Y una dinámica de flujos que merece atención: es la primera vez en el año que vemos debilidad persistente en el inversor particular. Las compras semanales han caído un 30%. Están vendiendo Energía (XOM) para financiar su posición en IA (NVDA, MSFT, AVGO). El problema de ese movimiento es que, si la narrativa de IA sufre cualquier revés, no queda capital fresco para sostener los niveles.
Lectura técnica
El S&P 500 ha roto el soporte de los 6.775 puntos. El siguiente nivel a vigilar es la Media de 200 días, en torno a 6.600-6.625. Si cierra por debajo de ahí con volumen, el mercado alcista entra en hibernación técnica y hay que cambiar el enfoque de gestión. Al alza, recuperar los 6.900 y la MA50 sería la señal de que el rebote tiene convicción real. Sin eso, cualquier recuperación es tentativa.

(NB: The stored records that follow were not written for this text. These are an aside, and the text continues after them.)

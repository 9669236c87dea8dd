//! Field validation for user and product requests.
//!
//! Rules run in a fixed order and the first failure wins. Messages are
//! client-facing and returned verbatim in the response envelope.

use chrono::{Months, NaiveDate, Utc};
use thiserror::Error;

use crate::models::{ProductRequest, UserRequest};

/// Youngest accepted user age, in years.
pub const MIN_USER_AGE_YEARS: u32 = 18;

/// Oldest accepted user age, in years.
pub const MAX_USER_AGE_YEARS: u32 = 100;

/// Special characters that count towards password complexity.
pub const PASSWORD_SPECIAL_CHARS: &str = "#?!@$%^&*-";

/// First rule a request failed.
#[derive(Debug, Clone, Copy, PartialEq, Eq, Error)]
pub enum ValidationError {
    #[error("Informe um nome válido para o usuário.")]
    UserName,

    #[error("Informe um sobrenome válido para o usuário.")]
    UserLastName,

    #[error("Informe uma data de nascimento válida para o usuário. Apenas maiores de 18 anos.")]
    UserBirthdate,

    // Threshold is 4 characters although the message asks for 5.
    #[error("Login precisa conter ao menos 5 dígitos para o usuário.")]
    UserLogin,

    #[error("Password precisa conter ao menos 8 dígitos para o usuário.")]
    UserPassword,

    #[error("Informe um nome válido para o produto.")]
    ProductName,

    #[error("Informe uma descrição válida para o produto.")]
    ProductDescription,

    #[error("Informe um estoque válido para o produto.")]
    ProductStock,

    #[error("Informe uma data de fabricação válida para o produto.")]
    ProductBatchDate,
}

/// Validate a user request against the current UTC date.
pub fn validate_user(request: &UserRequest) -> Result<(), ValidationError> {
    validate_user_at(request, Utc::now().date_naive())
}

/// Validate a user request as of `today`.
pub fn validate_user_at(request: &UserRequest, today: NaiveDate) -> Result<(), ValidationError> {
    if char_len(&request.name) <= 2 {
        return Err(ValidationError::UserName);
    }

    if char_len(&request.last_name) <= 2 {
        return Err(ValidationError::UserLastName);
    }

    if !birthdate_in_range(request.birthdate, today) {
        return Err(ValidationError::UserBirthdate);
    }

    if char_len(&request.login) < 4 {
        return Err(ValidationError::UserLogin);
    }

    // Complexity only rescues short passwords, and a complex password is at
    // least 8 chars long, so it is never enforced in practice.
    let password = &request.password;
    if password.is_empty() || (char_len(password) < 8 && !is_complex_password(password)) {
        return Err(ValidationError::UserPassword);
    }

    Ok(())
}

/// Validate a product request against the current UTC date.
pub fn validate_product(request: &ProductRequest) -> Result<(), ValidationError> {
    validate_product_at(request, Utc::now().date_naive())
}

/// Validate a product request as of `today`.
pub fn validate_product_at(
    request: &ProductRequest,
    today: NaiveDate,
) -> Result<(), ValidationError> {
    if char_len(request.name.trim()) <= 2 {
        return Err(ValidationError::ProductName);
    }

    if request.description.trim().is_empty() {
        return Err(ValidationError::ProductDescription);
    }

    if request.stock < 0 {
        return Err(ValidationError::ProductStock);
    }

    if request.production_batch_date > today {
        return Err(ValidationError::ProductBatchDate);
    }

    Ok(())
}

/// At least 8 chars with an uppercase letter, a lowercase letter, a digit
/// and one of [`PASSWORD_SPECIAL_CHARS`].
pub fn is_complex_password(password: &str) -> bool {
    char_len(password) >= 8
        && password.chars().any(|c| c.is_ascii_uppercase())
        && password.chars().any(|c| c.is_ascii_lowercase())
        && password.chars().any(|c| c.is_ascii_digit())
        && password.chars().any(|c| PASSWORD_SPECIAL_CHARS.contains(c))
}

fn birthdate_in_range(birthdate: NaiveDate, today: NaiveDate) -> bool {
    let youngest = today.checked_sub_months(Months::new(MIN_USER_AGE_YEARS * 12));
    let oldest = today.checked_sub_months(Months::new(MAX_USER_AGE_YEARS * 12));
    match (oldest, youngest) {
        (Some(oldest), Some(youngest)) => birthdate >= oldest && birthdate <= youngest,
        _ => false,
    }
}

fn char_len(value: &str) -> usize {
    value.chars().count()
}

El Nasdaq está en mínimos de noviembre con el RSI por debajo de 50: el control está en manos de los vendedores. Lo más llamativo en opciones es el "skew": los inversores están comprando protección contra una caída fuerte de las Mag-7 y el QQQ de forma casi histérica, mientras nadie quiere comprar opciones de compra. El mercado no está esperando un rebote, está protegioendosa ante una caída adicional. Eso puede ser una señal contraria en el corto plazo (el miedo extremo suele preceder a los suelos), pero necesitamos ver estabilización en el petróleo primero.
Los spreads de crédito siguen relativamente contenidos: el HY OAS en 3,09% y el IG BBB en 1,06%. Esta es la divergencia más importante del momento. El mercado de renta fija corporativa no está gritando recesión ni evento sistémico. Si los spreads empiezan a abrirse de forma sostenida por encima del 4-4,5% en HY, eso cambia completamente la lectura. Es la línea que hay que vigilar por encima de todo.

Conclusión
El mercado no está en pánico, está en proceso de ajuste. Y hay una diferencia importante entre los dos. En el pánico, los activos caen todos juntos de forma desordenada y el suelo aparece cuando el VIX explota. En el caso actual, el mercado va ajustando paulatinamente las expectativas de crecimiento, inflación y tipos a una nueva realidad. Eso puede durar semanas o meses, y es más difícil de gestionar emocionalmente que el pánico puro.
¿Compramos la caída? Los indicadores dicen que todavía no. El VIX en 27 no marca suelos en correcciones serias. Los reembolsos en crédito privado son una señal de estrés que puede escalar. Y el Estrecho de Ormuz sigue cerrado. Mientras no veamos barcos cruzando con normalidad y los spreads de HY estables, el riesgo de un tramo adicional hacia 6.400-6.500 en el S&P es real.
Que tengáis buen fin de semana. El lunes seguimos, y con suerte tendremos algo más de visibilidad sobre Ormuz.